[Stored items]

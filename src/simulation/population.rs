//! Agent arena with partition sets, per-state counters and the infected grid
//!
//! Every agent belongs to exactly one partition (susceptible, infected or
//! removed). The partition an agent sits in, the per-state counters and the
//! spatial grid are only ever changed together, through `place` and
//! `apply_transition`, so they cannot drift apart.

use rand::Rng;
use rand_distr::{Distribution, Normal};
use serde::Serialize;

use crate::core::config::SimulationConfig;
use crate::core::error::{Result, SimError};
use crate::core::types::{AgentId, Vec2};
use crate::entity::{Agent, AgentTraits, HealthCounts, HealthState, TeleportSchedule};
use crate::spatial::SpatialGrid;
use crate::world::World;

/// Disjoint index sets of the population
#[derive(Debug, Clone, Copy, PartialEq, Eq)]
pub enum Partition {
    Susceptible = 0,
    Infected = 1,
    /// Recovered, dead or vaccinated
    Removed = 2,
}

impl Partition {
    pub fn of(state: HealthState) -> Self {
        match state {
            HealthState::Susceptible => Partition::Susceptible,
            HealthState::Infected => Partition::Infected,
            HealthState::Recovered | HealthState::Dead | HealthState::Vaccinated => {
                Partition::Removed
            }
        }
    }
}

/// What a renderer needs to draw one agent
#[derive(Debug, Clone, Copy, PartialEq, Serialize)]
pub struct AgentView {
    pub id: AgentId,
    pub position: Vec2,
    pub health: HealthState,
}

pub struct Population {
    world: World,
    agents: Vec<Agent>,
    grid: SpatialGrid,
    partitions: [Vec<AgentId>; 3],
    /// Position of each agent inside its current partition vector
    slots: Vec<usize>,
    counts: HealthCounts,

    interaction_radius: f64,
    per_agent_speed: f64,
    angular_volatility: f64,
    death_risk_per_tick: f64,
    vaccination_chance_per_tick: f64,
    recovery: Normal<f64>,
    teleport: Option<TeleportSchedule>,
}

impl Population {
    /// Population with no agents yet
    ///
    /// Density-scaled constants are still derived from
    /// `config.population_size`, so agents added later behave exactly as
    /// those of a fully seeded population of that size.
    pub fn empty(config: &SimulationConfig) -> Result<Self> {
        config.validate()?;

        let world = World::from_config(&config.world);
        let interaction_radius = config.interaction_radius();
        let grid = SpatialGrid::new(world.width(), world.height(), interaction_radius);
        let recovery = Normal::new(config.recovery.mean, config.recovery.std_dev)
            .map_err(|e| SimError::Configuration(format!("recovery distribution: {}", e)))?;
        let teleport = world.hotspot().map(|_| TeleportSchedule {
            chance: config.teleport.chance,
            cooldown: config.teleport.cooldown,
            back_cooldown: config.teleport.back_cooldown,
        });

        Ok(Self {
            world,
            agents: Vec::with_capacity(config.population_size),
            grid,
            partitions: [Vec::new(), Vec::new(), Vec::new()],
            slots: Vec::with_capacity(config.population_size),
            counts: HealthCounts::default(),
            interaction_radius,
            per_agent_speed: config.per_agent_speed(),
            angular_volatility: config.angular_volatility,
            death_risk_per_tick: config.death_risk_per_tick,
            vaccination_chance_per_tick: config.vaccination_chance_per_tick,
            recovery,
            teleport,
        })
    }

    /// Seed `population_size` agents at uniformly random positions
    ///
    /// `initial_infected_count()` of them start infected, the rest
    /// susceptible.
    pub fn new<R: Rng + ?Sized>(config: &SimulationConfig, rng: &mut R) -> Result<Self> {
        let mut population = Self::empty(config)?;
        let infected = config.initial_infected_count();

        for i in 0..config.population_size {
            let health = if i < config.population_size - infected {
                HealthState::Susceptible
            } else {
                HealthState::Infected
            };
            let position = population.world.sample_point(rng);
            population.add_agent(position, health, rng)?;
        }

        tracing::info!(
            "Seeded {} agents ({} infected), interaction radius {:.2}, grid {:?}",
            population.len(),
            infected,
            population.interaction_radius,
            population.grid.dimensions()
        );

        Ok(population)
    }

    /// Draw the private parameters of a new agent
    pub fn sample_traits<R: Rng + ?Sized>(&self, rng: &mut R) -> AgentTraits {
        AgentTraits {
            speed: self.per_agent_speed,
            angular_volatility: self.angular_volatility,
            recovery_threshold: self.recovery.sample(rng).max(1.0),
            death_risk_per_tick: self.death_risk_per_tick,
            vaccination_chance_per_tick: self.vaccination_chance_per_tick,
            teleport: self.teleport,
        }
    }

    /// Insert one new agent into the live simulation
    pub fn add_agent<R: Rng + ?Sized>(
        &mut self,
        position: Vec2,
        health: HealthState,
        rng: &mut R,
    ) -> Result<AgentId> {
        let heading = rng.gen::<f64>() * std::f64::consts::TAU;
        let traits = self.sample_traits(rng);
        self.add_agent_with_traits(position, heading, health, traits)
    }

    /// Insert an agent with explicit parameters
    ///
    /// Agents start either susceptible or infected and must be placed
    /// inside the world.
    pub fn add_agent_with_traits(
        &mut self,
        position: Vec2,
        heading: f64,
        health: HealthState,
        traits: AgentTraits,
    ) -> Result<AgentId> {
        if !matches!(health, HealthState::Susceptible | HealthState::Infected) {
            return Err(SimError::InvalidInitialHealth(health));
        }
        if !self.world.contains(position) {
            return Err(SimError::OutsideWorld {
                x: position.x,
                y: position.y,
            });
        }

        let id = AgentId(self.agents.len() as u32);
        self.agents.push(Agent::new(position, heading, health, &traits));
        self.slots.push(0);
        self.place(id);
        tracing::trace!("Added {:?} as {} at ({:.1}, {:.1})", id, health, position.x, position.y);
        Ok(id)
    }

    /// Register a freshly pushed agent in its partition, the counters and,
    /// when infected, the grid
    fn place(&mut self, id: AgentId) {
        let health = self.agents[id.index()].health();
        self.push_into(Partition::of(health), id);
        self.counts.increment(health);
        if health == HealthState::Infected {
            self.grid.insert(id, &mut self.agents[id.index()]);
        }
    }

    fn push_into(&mut self, partition: Partition, id: AgentId) {
        let members = &mut self.partitions[partition as usize];
        self.slots[id.index()] = members.len();
        members.push(id);
    }

    fn take_from(&mut self, partition: Partition, id: AgentId) {
        let slot = self.slots[id.index()];
        let members = &mut self.partitions[partition as usize];
        debug_assert_eq!(members.get(slot), Some(&id), "{:?} not in {:?}", id, partition);
        members.swap_remove(slot);
        if let Some(&moved) = members.get(slot) {
            self.slots[moved.index()] = slot;
        }
    }

    /// Move an agent between states, keeping partitions and counters in step
    ///
    /// The agent may already carry `to` (it changes its own health during
    /// `Agent::step`); `from` is the state it is accounted under. Grid
    /// membership is handled separately by the caller.
    pub(crate) fn apply_transition(&mut self, id: AgentId, from: HealthState, to: HealthState) {
        debug_assert!(from.can_become(to), "illegal transition {} -> {}", from, to);
        self.counts.shift(from, to);

        let (src, dst) = (Partition::of(from), Partition::of(to));
        if src != dst {
            self.take_from(src, id);
            self.push_into(dst, id);
        }

        self.agents[id.index()].set_health(to);
        tracing::trace!("{:?}: {} -> {}", id, from, to);
    }

    pub(crate) fn grid_insert(&mut self, id: AgentId) {
        self.grid.insert(id, &mut self.agents[id.index()]);
    }

    /// Re-file every infected agent plus `departed` (agents that left the
    /// infected state this tick) under their current cell
    ///
    /// Newly infected agents stay in, recovered and dead ones drop out.
    pub(crate) fn reconcile_grid(&mut self, departed: &[AgentId]) {
        let infected = &self.partitions[Partition::Infected as usize];
        for &id in infected.iter().chain(departed) {
            self.grid
                .reinsert_if_still_infected(id, &mut self.agents[id.index()]);
        }
    }

    pub(crate) fn world_and_agents_mut(&mut self) -> (&World, &mut [Agent]) {
        (&self.world, &mut self.agents)
    }

    pub(crate) fn agent_mut(&mut self, id: AgentId) -> &mut Agent {
        &mut self.agents[id.index()]
    }

    #[inline]
    pub fn counts(&self) -> HealthCounts {
        self.counts
    }

    #[inline]
    pub fn len(&self) -> usize {
        self.agents.len()
    }

    #[inline]
    pub fn is_empty(&self) -> bool {
        self.agents.is_empty()
    }

    pub fn world(&self) -> &World {
        &self.world
    }

    pub fn grid(&self) -> &SpatialGrid {
        &self.grid
    }

    pub fn agents(&self) -> &[Agent] {
        &self.agents
    }

    pub fn agent(&self, id: AgentId) -> Result<&Agent> {
        self.agents.get(id.index()).ok_or(SimError::UnknownAgent(id))
    }

    pub fn partition(&self, partition: Partition) -> &[AgentId] {
        &self.partitions[partition as usize]
    }

    pub fn susceptible(&self) -> &[AgentId] {
        self.partition(Partition::Susceptible)
    }

    pub fn infected(&self) -> &[AgentId] {
        self.partition(Partition::Infected)
    }

    pub fn removed(&self) -> &[AgentId] {
        self.partition(Partition::Removed)
    }

    #[inline]
    pub fn interaction_radius(&self) -> f64 {
        self.interaction_radius
    }

    #[inline]
    pub fn per_agent_speed(&self) -> f64 {
        self.per_agent_speed
    }

    /// Position and health of every agent, in id order
    pub fn agents_snapshot(&self) -> Vec<AgentView> {
        self.agents
            .iter()
            .enumerate()
            .map(|(i, agent)| AgentView {
                id: AgentId(i as u32),
                position: agent.position(),
                health: agent.health(),
            })
            .collect()
    }

    /// Verify partitions, counters and grid agree with agent health
    pub fn check_invariants(&self) -> Result<()> {
        let fail = |msg: String| Err(SimError::InvariantViolation(msg));

        if self.counts.total() as usize != self.agents.len() {
            return fail(format!(
                "counts sum to {} but there are {} agents",
                self.counts.total(),
                self.agents.len()
            ));
        }

        let partitioned: usize = self.partitions.iter().map(Vec::len).sum();
        if partitioned != self.agents.len() {
            return fail(format!(
                "partitions hold {} ids for {} agents",
                partitioned,
                self.agents.len()
            ));
        }

        let c = self.counts;
        let expected = [
            (Partition::Susceptible, c.susceptible),
            (Partition::Infected, c.infected),
            (Partition::Removed, c.recovered + c.dead + c.vaccinated),
        ];
        for (partition, count) in expected {
            if self.partition(partition).len() != count as usize {
                return fail(format!(
                    "{:?} holds {} ids but counters say {}",
                    partition,
                    self.partition(partition).len(),
                    count
                ));
            }
        }

        for (partition, members) in [
            Partition::Susceptible,
            Partition::Infected,
            Partition::Removed,
        ]
        .into_iter()
        .map(|p| (p, self.partition(p)))
        {
            for (slot, &id) in members.iter().enumerate() {
                let agent = &self.agents[id.index()];
                if Partition::of(agent.health()) != partition {
                    return fail(format!("{:?} is {} but filed under {:?}", id, agent.health(), partition));
                }
                if self.slots[id.index()] != slot {
                    return fail(format!("{:?} has a stale partition slot", id));
                }
            }
        }

        if self.grid.len() != c.infected as usize {
            return fail(format!(
                "grid holds {} agents but {} are infected",
                self.grid.len(),
                c.infected
            ));
        }
        for (i, agent) in self.agents.iter().enumerate() {
            let id = AgentId(i as u32);
            let infected = agent.health() == HealthState::Infected;
            if infected != self.grid.contains(id, agent) {
                return fail(format!(
                    "{:?} is {} but grid membership is {}",
                    id,
                    agent.health(),
                    !infected
                ));
            }
        }

        Ok(())
    }
}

▶ **Task statement**:
Take the lines above from the one containing "current partition vector" to the one containing "behave exactly as" and retype them exactly, both ends included, with nothing added.

▶ **Task result**:
    /// Position of each agent inside its current partition vector
    slots: Vec<usize>,
    counts: HealthCounts,

    interaction_radius: f64,
    per_agent_speed: f64,
    angular_volatility: f64,
    death_risk_per_tick: f64,
    vaccination_chance_per_tick: f64,
    recovery: Normal<f64>,
    teleport: Option<TeleportSchedule>,
}

impl Population {
    /// Population with no agents yet
    ///
    /// Density-scaled constants are still derived from
    /// `config.population_size`, so agents added later behave exactly as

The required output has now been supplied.